The Heroes We’re Allowed to Love
Pasquale Paoli fought for Corsican independence in the 1760s. He lost. Corsica became French territory, his republic collapsed, and he died in exile. Yet this failure became legendary. American colonists studied his constitution. Founding Fathers quoted his ideas. James Boswell wrote about him like a rockstar. Even in defeat, Paoli entered the canon of revolutionary heroes.
Compare that to the Haudenosaunee Confederacy—the Iroquois nations—who sided with the British during the American Revolution not out of loyalty to the Crown, but because the British promised (however unreliably) to protect their lands from settler expansion. They fought strategically, defending their territory against the same colonial forces Americans now celebrate as freedom fighters. They lost everything. Their villages were burned. Their people scattered. And history? History barely whispers their names.

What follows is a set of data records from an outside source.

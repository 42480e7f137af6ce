use crate::{
    application::{
        appeals::use_case::AppealTracker, enforcement::use_case::EnforcementGate,
        ledger::use_case::ActionLedger, review_appeal::use_case::ReviewAppealUseCase,
    },
    config::Config,
    domain::shared::clock::Clock,
    infrastructure::repositories::{
        memory_action_repository::InMemoryActionRepository,
        memory_appeal_repository::InMemoryAppealRepository,
    },
};
use std::sync::Arc;

#[derive(Clone)]
pub struct AppState {
    pub config: Config,
    pub ledger: Arc<ActionLedger>,
    pub appeals: Arc<AppealTracker>,
    pub gate: Arc<EnforcementGate>,
    pub review: Arc<ReviewAppealUseCase>,
}

impl AppState {
    /// Wires every service to fresh in-memory stores sharing one clock.
    pub fn in_memory(config: Config, clock: Arc<dyn Clock>) -> Self {
        let ledger = Arc::new(ActionLedger::new(
            Box::new(InMemoryActionRepository::new()),
            clock.clone(),
        ));
        let appeals = Arc::new(AppealTracker::new(
            Box::new(InMemoryAppealRepository::new()),
            clock.clone(),
            config.appeal_policy(),
        ));
        let gate = Arc::new(EnforcementGate::new(ledger.clone(), clock));
        let review = Arc::new(ReviewAppealUseCase::new(appeals.clone(), ledger.clone()));

        Self {
            config,
            ledger,
            appeals,
            gate,
            review,
        }
    }
}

The difference isn’t in the nobility of their cause. Both fought for sovereignty. Both lost. The difference is in who writes the textbooks and which struggles can be celebrated without threatening current power structures. Paoli’s Corsica is far enough away, long enough ago, and comfortably European enough to be admired. The Haudenosaunee fought against us—against the founding mythology of America itself. Their resistance can’t be romanticized because romanticizing it would mean confronting the fact that the American Revolution was, for indigenous nations, an unmitigated disaster.
When the Privileged Fight Their Own
Then there’s Sophia Duleep Singh—a case study in how we erase complexity. Born into royalty, raised in British palaces, goddaughter of Queen Victoria, she had every reason to remain comfortable. Instead, she became a suffragette, a vocal anti-imperialist, and a refugee advocate. She sold newspapers outside Hampton Court Palace (where she lived rent-free from the Queen) to fund the women’s vote movement. She publicly denounced the empire that had stolen her father’s kingdom and raised her in gilded captivity.
Her story doesn’t fit clean categories. She wasn’t an outsider fighting the system—she was the system, turning against itself. That kind of betrayal from within is dangerous to commemorate because it suggests that privilege comes with responsibility, that proximity to power demands moral reckoning. Easier to forget her entirely than to hold up a mirror to every comfortable insider who stays silent.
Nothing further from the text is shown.